Families can take simple, positive steps to prepare for the annual milestone. School, after all, is the foundation for building academic and social skills that lead to a better life. Communication and coping strategies — whether or not a particular fear comes to pass — can help a child succeed in that setting.
Here's how to make the transition easier for everyone.
6 tips for managing back-to-school anxiety
Establish a routine: Before school begins, rehearse your child's daily walking route or determine where to catch the bus. Take advantage of any open houses with teachers and staff if they're offered. And re-establish the family's bedtime and morning routines a week or two in advance so it's not a total change on the first day of school. Practice makes perfect.

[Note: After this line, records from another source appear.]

//! SQLite database schema for rubric

use rusqlite::{Connection, Result};

pub const CURRENT_SCHEMA_VERSION: i32 = 1;

/// Result of schema creation
#[derive(Debug, PartialEq, Eq)]
pub enum SchemaCreateResult {
    /// Fresh database, schema created
    Created,
    /// Existing database already at the current version
    Current,
    /// Database was written by a newer version of rubric
    Unsupported(i32),
}

const SCHEMA_SQL: &str = r#"
-- Grading methods (one row per method, root metadata only)
CREATE TABLE IF NOT EXISTS methods (
    id TEXT PRIMARY KEY,
    name TEXT NOT NULL,
    creator_id TEXT NOT NULL,
    created_at TEXT NOT NULL,
    is_public INTEGER NOT NULL DEFAULT 0
);
CREATE INDEX IF NOT EXISTS idx_methods_creator ON methods(creator_id);
CREATE INDEX IF NOT EXISTS idx_methods_public ON methods(is_public);

-- Leaves
CREATE TABLE IF NOT EXISTS grades (
    id TEXT PRIMARY KEY,
    name TEXT NOT NULL,
    min REAL NOT NULL,
    max REAL NOT NULL,
    step REAL NOT NULL,
    description TEXT,
    value REAL
);

-- Composites
CREATE TABLE IF NOT EXISTS blocks (
    id TEXT PRIMARY KEY,
    name TEXT NOT NULL
);

-- Ordered components of a method's root
CREATE TABLE IF NOT EXISTS method_components (
    parent_id TEXT NOT NULL,
    position INTEGER NOT NULL,
    child_kind TEXT NOT NULL,
    child_id TEXT NOT NULL,
    PRIMARY KEY (parent_id, position)
);
CREATE INDEX IF NOT EXISTS idx_method_components_child ON method_components(child_kind, child_id);

-- Ordered components of a nested block
CREATE TABLE IF NOT EXISTS block_components (
    parent_id TEXT NOT NULL,
    position INTEGER NOT NULL,
    child_kind TEXT NOT NULL,
    child_id TEXT NOT NULL,
    PRIMARY KEY (parent_id, position)
);
CREATE INDEX IF NOT EXISTS idx_block_components_child ON block_components(child_kind, child_id);

-- Ordered actions of a method's root
CREATE TABLE IF NOT EXISTS method_actions (
    owner_id TEXT NOT NULL,
    position INTEGER NOT NULL,
    action TEXT NOT NULL,
    PRIMARY KEY (owner_id, position)
);

-- Ordered actions of a nested block
CREATE TABLE IF NOT EXISTS block_actions (
    owner_id TEXT NOT NULL,
    position INTEGER NOT NULL,
    action TEXT NOT NULL,
    PRIMARY KEY (owner_id, position)
);

-- Grades or blocks owned directly by a rating
CREATE TABLE IF NOT EXISTS rating_roots (
    rating_id TEXT PRIMARY KEY,
    child_kind TEXT NOT NULL,
    child_id TEXT NOT NULL
);
CREATE INDEX IF NOT EXISTS idx_rating_roots_child ON rating_roots(child_kind, child_id);

-- Schema metadata
CREATE TABLE IF NOT EXISTS schema_meta (
    key TEXT PRIMARY KEY,
    value TEXT
);
"#;

pub fn create_schema(conn: &Connection) -> Result<SchemaCreateResult> {
    let current_version: Option<i32> = conn
        .query_row(
            "SELECT value FROM schema_meta WHERE key = 'schema_version'",
            [],
            |r| r.get::<_, String>(0).map(|s| s.parse().unwrap_or(0)),
        )
        .ok();

    let result = match current_version {
        None => {
            conn.execute_batch(SCHEMA_SQL)?;
            conn.execute(
                "INSERT OR REPLACE INTO schema_meta (key, value) VALUES ('schema_version', ?1)",
                [&CURRENT_SCHEMA_VERSION.to_string()],
            )?;
            tracing::debug!(version = CURRENT_SCHEMA_VERSION, "Database schema created");
            SchemaCreateResult::Created
        }
        Some(v) if v == CURRENT_SCHEMA_VERSION => SchemaCreateResult::Current,
        Some(v) => SchemaCreateResult::Unsupported(v),
    };

    Ok(result)
}

#[cfg(test)]
pub fn force_set_schema_version(conn: &Connection, version: i32) -> Result<()> {
    conn.execute(
        "INSERT OR REPLACE INTO schema_meta (key, value) VALUES ('schema_version', ?1)",
        [&version.to_string()],
    )?;
    Ok(())
}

Foster trust: For younger kids attending school for the first time, the biggest source of anxiety is separation from parents for a significant portion of the day. Children with experience in day care and preschool often are more well-suited for that transition. The key thing to stress to kids is that you'll come back when school is out. They can only learn that lesson through practice.
Spot distress signals: When kids are anxious, you see a variety of responses to escape the situation — emotional or behavior outbursts as well as physical symptoms such as abdominal pain and headaches. Parents should acknowledge their child's reaction but encourage the child to stay in the classroom. Most of that goes away in the first couple of weeks.
Listen first: Caregivers too often default into leading a discussion. Instead, let children guide the exchange. Do a lot of active listening. Give them reassurance but try not to dismantle or analyze their fears. Rationalization and overprocessing can feed anxiety. Keep the conversation short and at their developmental level. Let them know it will be OK, but don't overdo it.
Acknowledge and defer: Parental attention that accompanies soothing can incite more anxious behavior. That's why I recommend placing reasonable limits by setting aside time each day (but not before bed) when your child can discuss his or her fears. That will help your child learn to self-soothe, stay engaged in life and process these issues at the proper time.
Seek help if necessary: If a child is starting to miss school consistently by more than a few days here or there — or if the physical discomfort doesn't go away after a couple of weeks — talk to your pediatrician or a school guidance counselor. You want to help children learn not to withdraw from the situation at hand. Otherwise, it teaches that anxiety can boss them around.